There were significantly more patients who developed severe cytokine release syndrome (CRS, Grade ≥ 3) in the CD19 CAR-T group than in the CD19/CD22 CAR-T group (P = 0.029, Fig. 1a). Notably, CD19 CAR-T was found to be an independent risk factor associated with severe CRS (odds ratio: 0.183, 95% confidence interval (CI): 0.036–0.933, P = 0.041, Supplementary Table 4). Moreover, 5.7% (2/35) of patients suffered from CAR-T cell-related encephalopathy syndrome (CRES) in the CD19 CAR-T group, while none had CRES in the CD19/CD22 CAR-T group (Supplementary Table 5). In addition, 98% (49/50) of patients enrolled in this study had fever after infusion of CAR-T cells. The median duration of fever was 8 days (range, 2–45 days) in the CD19 CAR-T group and 7 days (range, 3–40 days) in the CD19/CD22 CAR-T group (Fig. 1b). However, there was no statistically significant difference in the peak values of D-dimer, ferritin, interleukin-2 (IL-2), IL-4, IL-6, IL-10, tumor necrosis factor, interferon-γ, and IL-17A between the CD19 and CD19/CD22 CAR-T groups. Moreover, patients in the CD19 CAR-T group had fewer minimum neutrophils and experienced a longer duration of neutropenia (Supplementary Fig. 4). Otherwise, 8 (22.9%) patients and 2 (13.3%) patients received tocilizumab only in the CD19 and CD19/22 CAR-T groups, respectively. Three (8.6%) patients and 2 (13.3%) patients received tocilizumab and glucocorticoid in the CD19 and CD19/22 CAR-T groups, respectively (Supplementary Table 3).

Fig. 1: Toxicities in CD19 single and CD19/CD22 dual target CAR-T group.

a Groups according to the severity of CRS. The stacked bars describe the incidence rate of severe CRS. b The box graph shows the duration of fever in the two groups.

Depending on the willingness, economic background, and quality of life of patients, some patients underwent haplo-HSCT after CAR-T infusion. Up to the final follow-up (1 June 2020), among the nontransplant patients in the CD19-targeting CAR-T group, 73.7% (14/19) of patients relapsed, and the median leukemia-free survival (LFS) time was 60 days (range, 30–261 days). Otherwise, among four nontransplant patients in the CD19/CD22 group, three of four patients relapsed at 60, 90, and 110 days after receiving CAR-T treatment (Supplementary Table 6). There was no significant difference in LFS between the CD19 CAR-T group (65 days [95% CI, 0–183 days]) and the CD19/CD22 CAR-T group (90 days [95% CI, 41–139 days], Fig. 2a). Up to the final follow-up, no significant difference was observed in terms of overall survival time (OS) between the CD19 CAR-T group (364 days [95% CI, 254.6–473.4 days]) and the CD19/CD22 CAR-T group (652 days [95% CI, 390.0–905.0 days], P = 0.198, Fig. 2b).

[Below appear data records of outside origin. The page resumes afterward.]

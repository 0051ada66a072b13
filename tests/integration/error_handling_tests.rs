// Error handling and edge case tests

use chrono::NaiveDate;
use habit_tracker_lib::commands::checkin::checkin_submit_for;
use habit_tracker_lib::commands::stats::{stats_weekly, StatsPanel, STATS_ERROR_TITLE};
use habit_tracker_lib::commands::{AppState, CommandError, INPUT_FORMAT_MESSAGE};
use habit_tracker_lib::config::AppConfig;
use habit_tracker_lib::db::Database;
use habit_tracker_lib::error::AppError;
use habit_tracker_lib::models::checkin::CheckinForm;
use tempfile::{tempdir, TempDir};

fn setup_test_environment() -> (AppState, TempDir) {
    let dir = tempdir().expect("temp dir");
    let config = AppConfig::default().with_data_dir(dir.path());
    let state = AppState::new(config).expect("app state");
    (state, dir)
}

fn day() -> NaiveDate {
    NaiveDate::from_ymd_opt(2026, 7, 1).unwrap()
}

#[test]
fn test_unparseable_hours_report_input_format() {
    let (state, _dir) = setup_test_environment();
    let form = CheckinForm {
        study_hours: "2,5".to_string(),
        ..CheckinForm::default()
    };

    let err = checkin_submit_for(&state, form, day()).unwrap_err();
    assert_eq!(err.code, "INPUT_FORMAT");
    assert_eq!(err.message, INPUT_FORMAT_MESSAGE);
    assert_eq!(state.checkin().store().count().unwrap(), 0);
}

#[test]
fn test_rejected_resubmission_keeps_previous_record() {
    let (state, _dir) = setup_test_environment();
    let valid = CheckinForm {
        study_hours: "1".to_string(),
        ..CheckinForm::default()
    };
    let first = checkin_submit_for(&state, valid, day()).unwrap();

    let broken = CheckinForm {
        expense_amount: "¥20".to_string(),
        ..CheckinForm::default()
    };
    assert!(checkin_submit_for(&state, broken, day()).is_err());

    let stored = state
        .checkin()
        .store()
        .find_by_date(day())
        .unwrap()
        .unwrap();
    assert_eq!(stored.daily_score, first.daily_score);
    assert_eq!(stored.study_hours, 1.0);
}

#[test]
fn test_stats_read_failure_becomes_error_panel() {
    let (state, _dir) = setup_test_environment();
    state
        .checkin()
        .store()
        .database()
        .connection()
        .execute("DROP TABLE records", [])
        .unwrap();

    match stats_weekly(&state) {
        StatsPanel::Error { title, message } => {
            assert_eq!(title, STATS_ERROR_TITLE);
            assert!(message.starts_with("错误信息: "));
            assert!(message.contains("records"), "{message}");
        }
        other => panic!("expected error panel, got {other:?}"),
    }
}

#[test]
fn test_unreadable_date_is_skipped_in_stats() {
    let (state, _dir) = setup_test_environment();
    let valid = CheckinForm {
        study_hours: "1".to_string(),
        ..CheckinForm::default()
    };
    let receipt = checkin_submit_for(&state, valid, day()).unwrap();
    state
        .checkin()
        .store()
        .database()
        .connection()
        .execute(
            "INSERT INTO records (date, daily_score) VALUES ('yesterday', 10)",
            [],
        )
        .unwrap();

    match stats_weekly(&state) {
        StatsPanel::Report(report) => {
            assert_eq!(report.entries.len(), 1);
            assert_eq!(report.entries[0].date, day());
            assert_eq!(report.summary.total_score, receipt.daily_score);
        }
        other => panic!("expected report panel, got {other:?}"),
    }
}

#[test]
fn test_only_unreadable_dates_show_empty_panel() {
    let (state, _dir) = setup_test_environment();
    state
        .checkin()
        .store()
        .database()
        .connection()
        .execute(
            "INSERT INTO records (date, daily_score) VALUES ('07/01/2026', 10)",
            [],
        )
        .unwrap();

    assert!(matches!(stats_weekly(&state), StatsPanel::Empty { .. }));
}

#[test]
fn test_write_failure_is_storage_error() {
    let (state, _dir) = setup_test_environment();
    state
        .checkin()
        .store()
        .database()
        .connection()
        .execute("DROP TABLE records", [])
        .unwrap();

    let err = checkin_submit_for(&state, CheckinForm::default(), day()).unwrap_err();
    assert_eq!(err.code, "STORAGE");
    assert!(err.message.contains("records"));
}

#[test]
fn test_unopenable_database_is_storage_error() {
    let dir = tempdir().expect("temp dir");
    let blocker = dir.path().join("not-a-directory");
    std::fs::write(&blocker, b"plain file").unwrap();

    let err = Database::open(blocker.join("records.db")).unwrap_err();
    assert!(err.is_storage(), "{err:?}");

    let command_error = CommandError::from(err);
    assert_eq!(command_error.code, "STORAGE");
}

#[test]
fn test_config_errors_map_to_config_code() {
    let err = AppConfig::default().with_window_days(0).unwrap_err();
    assert!(matches!(err, AppError::Config { .. }));
    assert_eq!(CommandError::from(err).code, "CONFIG");
}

Fig. 2: Long-term survival in CD19 single and CD19/CD22 dual target CAR-T group.

a LFS between the CD19 CAR-T group and the CD19/CD22 CAR-T group. b OS between the CD19 CAR-T group and the CD19/CD22 CAR-T group.

In conclusion, we compared the characteristics and clinical outcomes of CD19 single and CD19/CD22 bispecific targeted CAR-T cells in 50 patients with R/R ALL in this retrospective study. We found that CD19/CD22 dual-target CAR-T cells had slight CRS toxicity (P = 0.029), which is more suitable for the elderly, severe patients or patients with high tumor burdens. Unfortunately, CD19/CD22 dual-target CAR-T cells demonstrated a comparable CR rate with that of CD19 CAR-T cells and did not reduce the recurrence rate in R/R ALL. For adult patients who achieve CR after CAR-T cell therapy, allo-HSCT may be a reasonable option⁸.